What mutual fund SIPs are really about

They make you invest, automate that investment, and allow you to build wealth over the years

At around ₹5.65 lakh crore, systematic mutual fund investment plans (SIPs) account for 15% of total mutual fund assets under management (AUM).

This is higher than the 13% share in April 2021. SIP AUM grew at nearly double the rate of the entire AUM mutual fund between April and December 2021, with monthly SIP amounts exceeding ₹10,000 crore last September.

All of this is welcome! SIPs are great ways to invest and build wealth. But along the way, the SIP, its purpose and its benefits have become somewhat distorted. So here’s a perspective on SIPs – what they are and how they really help you.

Investments committed

In an SIP, you put money into a fund at regular intervals throughout the year. You already knew that. But what you’re probably also hoping for is the real benefit of this.

The biggest advantage of an SIP is that it guarantees that you are investing every month.

This ensures that you don’t overspend and skimp on savings. This does not give you the excuse to postpone your investments to the next month. For employees in particular, with income that comes in every month, SIPs are the best way to ensure that investments are made.

Plus, by investing smaller amounts each month, SIPs allow you to build wealth slowly and surely.

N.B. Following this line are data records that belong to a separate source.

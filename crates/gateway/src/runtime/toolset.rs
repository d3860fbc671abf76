//! Core tools every agent carries, built fresh per cycle from the actor's
//! handles plus whatever its environments contribute.

use std::sync::Arc;

use chrono::Utc;
use parking_lot::RwLock;
use serde_json::{json, Value};

use sg_domain::config::{Goal, GoalStatus};
use sg_domain::{Error, Result};
use sg_memory::{ListParams, MemoryStore};
use sg_tools::{Environment, Tool, ToolRegistry};

use crate::observability::Emitter;
use crate::relay::Relay;
use crate::webhooks;

// ━━━━━━━━━━━━━━━━━━━━━━━━━━━━━━━━━━━━━━━━━━━━━━━━━━━━━━━━━━━━━━━━━━
// GoalBook
// ━━━━━━━━━━━━━━━━━━━━━━━━━━━━━━━━━━━━━━━━━━━━━━━━━━━━━━━━━━━━━━━━━━

/// Shared view of the agent's goals. Tools mutate it mid-cycle; the cycle
/// syncs it back into config at reflect, so end-of-cycle writes win.
#[derive(Clone, Default)]
pub struct GoalBook(Arc<RwLock<Vec<Goal>>>);

impl GoalBook {
    pub fn new(goals: Vec<Goal>) -> Self {
        Self(Arc::new(RwLock::new(goals)))
    }

    pub fn snapshot(&self) -> Vec<Goal> {
        self.0.read().clone()
    }

    pub fn replace(&self, goals: Vec<Goal>) {
        *self.0.write() = goals;
    }

    /// Create or update a goal; returns its id.
    pub fn upsert(
        &self,
        goal_id: Option<&str>,
        description: Option<&str>,
        status: Option<GoalStatus>,
        progress: Option<f64>,
        priority: Option<u8>,
    ) -> String {
        let mut goals = self.0.write();
        let id = match goal_id {
            Some(id) if goals.iter().any(|g| g.id == id) => id.to_owned(),
            Some(id) => {
                goals.push(Goal::new(id, description.unwrap_or_default()));
                id.to_owned()
            }
            None => {
                let id = format!("goal-{}", uuid::Uuid::new_v4().simple());
                goals.push(Goal::new(&id, description.unwrap_or_default()));
                id
            }
        };

        if let Some(goal) = goals.iter_mut().find(|g| g.id == id) {
            if let Some(d) = description {
                goal.description = d.to_owned();
            }
            if let Some(p) = priority {
                goal.priority = p.clamp(1, 5);
            }
            if let Some(p) = progress {
                goal.progress = p.clamp(0.0, 1.0);
            }
            if let Some(s) = status {
                goal.status = s;
                if s == GoalStatus::Completed {
                    goal.completed_at = Some(Utc::now());
                    goal.progress = 1.0;
                }
            }
        }
        id
    }
}

// ━━━━━━━━━━━━━━━━━━━━━━━━━━━━━━━━━━━━━━━━━━━━━━━━━━━━━━━━━━━━━━━━━━
// Tool deps & registry builder
// ━━━━━━━━━━━━━━━━━━━━━━━━━━━━━━━━━━━━━━━━━━━━━━━━━━━━━━━━━━━━━━━━━━

/// Handles the core tools close over. All are cheap clones of the actor's
/// single-writer state or process-wide services.
pub struct ToolDeps {
    pub agent: String,
    pub did: String,
    pub memory: MemoryStore,
    pub goals: GoalBook,
    pub relay: Arc<Relay>,
    pub emitter: Arc<Emitter>,
    pub webhook_url: Option<String>,
    pub webhook_secret: Vec<u8>,
}

/// Build the full per-cycle registry: core tools plus environment tools.
pub fn build_registry(deps: &Arc<ToolDeps>, envs: &[Arc<dyn Environment>]) -> ToolRegistry {
    let mut registry = ToolRegistry::new();

    registry.register(remember_tool(deps.clone()));
    registry.register(recall_tool(deps.clone()));
    registry.register(forget_tool(deps.clone()));
    registry.register(share_tool(deps.clone()));
    registry.register(send_message_tool(deps.clone()));
    registry.register(update_goal_tool(deps.clone()));
    registry.register(notify_tool(deps.clone()));

    for env in envs {
        for tool in env.tools() {
            registry.register(tool);
        }
    }
    registry
}

fn remember_tool(deps: Arc<ToolDeps>) -> Tool {
    Tool::from_fn(
        "remember",
        "Store a structured record in your encrypted memory. The record must carry a valid $type.",
        json!({
            "type": "object",
            "properties": {
                "record": { "type": "object", "description": "Lexicon record, e.g. agent.memory.note" }
            },
            "required": ["record"]
        }),
        move |_, args| {
            let deps = deps.clone();
            Box::pin(async move {
                let mut record = args
                    .get("record")
                    .cloned()
                    .ok_or_else(|| Error::Other("missing record".into()))?;
                sg_lexicon::validate(&record)?;
                sg_lexicon::normalize(&mut record);
                let id = deps.memory.store(&record)?;
                Ok(json!({ "id": id }))
            })
        },
    )
}

fn recall_tool(deps: Arc<ToolDeps>) -> Tool {
    Tool::from_fn(
        "recall",
        "List recent records from your encrypted memory, newest first. Set shared=true for records others shared with you.",
        json!({
            "type": "object",
            "properties": {
                "collection": { "type": "string", "description": "Filter by record $type" },
                "limit": { "type": "integer", "description": "Max results (default 50, cap 200)" },
                "shared": { "type": "boolean", "description": "Read the shared-with-me view" }
            }
        }),
        move |_, args| {
            let deps = deps.clone();
            Box::pin(async move {
                let params = ListParams {
                    collection: args
                        .get("collection")
                        .and_then(Value::as_str)
                        .map(String::from),
                    limit: args.get("limit").and_then(Value::as_u64).map(|l| l as usize),
                };
                let records = if args.get("shared").and_then(Value::as_bool).unwrap_or(false) {
                    deps.memory.list_shared(&params)
                } else {
                    deps.memory.list(&params)
                };
                Ok(serde_json::to_value(records)?)
            })
        },
    )
}

fn forget_tool(deps: Arc<ToolDeps>) -> Tool {
    Tool::from_fn(
        "forget",
        "Soft-delete a memory record by id. Deleted records disappear from every view.",
        json!({
            "type": "object",
            "properties": {
                "id": { "type": "string", "description": "Record id (did/collection/rkey)" }
            },
            "required": ["id"]
        }),
        move |_, args| {
            let deps = deps.clone();
            Box::pin(async move {
                let id = args
                    .get("id")
                    .and_then(Value::as_str)
                    .ok_or_else(|| Error::Other("missing id".into()))?;
                let deleted = deps.memory.soft_delete(id)?;
                Ok(json!({ "deleted": deleted }))
            })
        },
    )
}

fn share_tool(deps: Arc<ToolDeps>) -> Tool {
    Tool::from_fn(
        "share_memory",
        "Grant another agent read access to one of your records. Looks up their key in the relay directory.",
        json!({
            "type": "object",
            "properties": {
                "id": { "type": "string", "description": "Record id to share" },
                "recipientDid": { "type": "string", "description": "Recipient agent did" }
            },
            "required": ["id", "recipientDid"]
        }),
        move |_, args| {
            let deps = deps.clone();
            Box::pin(async move {
                let id = args
                    .get("id")
                    .and_then(Value::as_str)
                    .ok_or_else(|| Error::Other("missing id".into()))?;
                let recipient = args
                    .get("recipientDid")
                    .and_then(Value::as_str)
                    .ok_or_else(|| Error::Other("missing recipientDid".into()))?;
                let registration = deps
                    .relay
                    .public_keys(recipient)
                    .ok_or_else(|| Error::NotFound(format!("agent {recipient}")))?;
                deps.memory
                    .share(id, recipient, &registration.public_keys.encryption)?;
                Ok(json!({ "shared": true, "recipient": recipient }))
            })
        },
    )
}

fn send_message_tool(deps: Arc<ToolDeps>) -> Tool {
    Tool::from_fn(
        "send_message",
        "Send a direct message to another agent's inbox via the relay.",
        json!({
            "type": "object",
            "properties": {
                "recipient": { "type": "string", "description": "Recipient did" },
                "text": { "type": "string", "description": "Message text" },
                "priority": { "type": "integer", "description": "1 (urgent) to 5 (idle chatter)" }
            },
            "required": ["recipient", "text"]
        }),
        move |_, args| {
            let deps = deps.clone();
            Box::pin(async move {
                let recipient = args
                    .get("recipient")
                    .and_then(Value::as_str)
                    .ok_or_else(|| Error::Other("missing recipient".into()))?;
                let text = args
                    .get("text")
                    .and_then(Value::as_str)
                    .ok_or_else(|| Error::Other("missing text".into()))?;

                let mut message = json!({
                    "$type": "agent.comms.message",
                    "sender": deps.did,
                    "recipient": recipient,
                    "content": { "kind": "text", "text": text },
                    "createdAt": Utc::now().to_rfc3339(),
                });
                if let Some(p) = args.get("priority").and_then(Value::as_i64) {
                    message["priority"] = json!(p);
                }
                sg_lexicon::validate(&message)?;
                sg_lexicon::normalize(&mut message);

                deps.relay.deliver_message(&message).await?;
                Ok(json!({ "delivered": true }))
            })
        },
    )
}

fn update_goal_tool(deps: Arc<ToolDeps>) -> Tool {
    Tool::from_fn(
        "update_goal",
        "Create or update one of your goals: description, status, progress, priority.",
        json!({
            "type": "object",
            "properties": {
                "goalId": { "type": "string", "description": "Existing goal id; omit to create" },
                "description": { "type": "string" },
                "status": {
                    "type": "string",
                    "enum": ["pending", "in_progress", "blocked", "completed", "cancelled"]
                },
                "progress": { "type": "number", "description": "0.0 to 1.0" },
                "priority": { "type": "integer", "description": "1 to 5" }
            }
        }),
        move |_, args| {
            let deps = deps.clone();
            Box::pin(async move {
                let status = args
                    .get("status")
                    .cloned()
                    .map(serde_json::from_value::<GoalStatus>)
                    .transpose()
                    .map_err(|e| Error::Other(format!("invalid status: {e}")))?;
                let goal_id = deps.goals.upsert(
                    args.get("goalId").and_then(Value::as_str),
                    args.get("description").and_then(Value::as_str),
                    status,
                    args.get("progress").and_then(Value::as_f64),
                    args.get("priority").and_then(Value::as_u64).map(|p| p as u8),
                );
                Ok(json!({ "goalId": goal_id }))
            })
        },
    )
}

fn notify_tool(deps: Arc<ToolDeps>) -> Tool {
    Tool::from_fn(
        "notify",
        "Report something to your operator: progress, a stuck situation, or anything needing human eyes.",
        json!({
            "type": "object",
            "properties": {
                "message": { "type": "string" },
                "level": { "type": "string", "enum": ["info", "warning", "stuck"] }
            },
            "required": ["message"]
        }),
        move |_, args| {
            let deps = deps.clone();
            Box::pin(async move {
                let message = args
                    .get("message")
                    .and_then(Value::as_str)
                    .ok_or_else(|| Error::Other("missing message".into()))?;
                let level = args
                    .get("level")
                    .and_then(Value::as_str)
                    .unwrap_or("info");

                let payload = json!({
                    "kind": "agent.notify",
                    "agent": deps.agent,
                    "did": deps.did,
                    "level": level,
                    "message": message,
                    "at": Utc::now().to_rfc3339(),
                });
                deps.emitter.emit_json("agent", payload.clone());
                if let Some(ref url) = deps.webhook_url {
                    webhooks::dispatch(url.clone(), deps.webhook_secret.clone(), payload);
                }
                Ok(json!({ "ok": true }))
            })
        },
    )
}

/// Names of the always-available core tools, used to seed new agent
/// configs.
pub fn core_tool_names() -> Vec<String> {
    ["remember", "recall", "forget", "share_memory", "send_message", "update_goal", "notify"]
        .into_iter()
        .map(String::from)
        .collect()
}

Big financial goals are hard to achieve with lump sum investments for most of us! As your income grows, increasing your SIP amounts – and AMCs and investment platforms offer several convenient ways to increase SIP amounts – will improve your wealth building and ensure that the savings follow the increase in income.

Not a cure

But the emphasis on SIPs in recent years has reduced this fundamental advantage and elevated others, giving SIPs an often misunderstood identity.

Let’s take advantage of the “average cost in rupees”. In reality, averaging costs down is not easy. To truly reduce average costs, two factors are necessary. First, markets should correct. Second, you need the market fall to continue long enough (or to be steep) to be able to create enough additional SIPs at these lows, so that your overall investment costs go down.

When you execute SIPs during a market rally, your costs actually increase as you invest at higher and higher levels. The longer the rally, the more your costs tend to rise and the more you need a correction to reduce costs.

The longer you run your SIP, the longer you need a long downturn in the market to average, as your investment amount itself is likely to be large.

Next, consider the advantage that SIPs are the solution to investing at the wrong time. Yes, SIPs help reduce the risk of investing at highs when stocks hit highs, as SIPs allow investing at different NAVs and market levels. But this is often distorted by the belief that SIPs prevent losses or guarantee high returns. It doesn’t happen.

SIPs are a form of investment. You are not investing in a SIP. You invest in a fund through an SIP. Your investment is the fund. Your return will be that of the fund. If a fund is unable to perform well, having invested through the SIP will not improve that performance. If the markets correct, so does your fund and your investment.

To expand this point further, you also don’t have “SIP funds” or “lump funds” for the same reason. SIPs and lump sums are only methods of investing in a fund and do not constitute the investment itself. You only have good funds that are worth investing in, whether through SIP or lump sum.

With stock markets in crisis for almost two years now, and without a prolonged period of correction even before that, it’s important not to lose sight of what SIPs are and aren’t. Having high or wrong expectations of your SIP could disappoint you and cause you to lose confidence in your investments if the markets resume a pause this year.

This can cause you to stop SIPs, the one thing you shouldn’t do. You need to run your SIPs through a market correction to really get their “average” effects.

Not always necessary

The risk of bad timing and the advantage of the average are also applied evenly across all funds, making SIPs the only or the right way to invest. No. Again, look at what SIPs do.

SIPs reduce high investment risk. But this high risk of inappropriate investments mainly concerns equity funds (and aggressive hybrid funds). Only stock markets can fall sharply or stay down for a long time. The risk of bad timing is minimal or very short-lived in all debt funds (other than gilt funds) and in hybrid categories other than aggressive hybrids.

Likewise, only in aggressive equity/hybrid funds can you take advantage of market volatility, investing on the dips and cutting costs. In the absence of this volatility, you get no average advantage; in such funds, as long as your timing is correct, it does not matter whether you invest via SIP or lump sum.

Therefore, remember the fundamental benefit and need of an SIP, which is that it makes you invest, automates that investment, and allows you to build wealth over time. Don’t focus too much on other aspects that may not apply and may only confuse or disappoint you.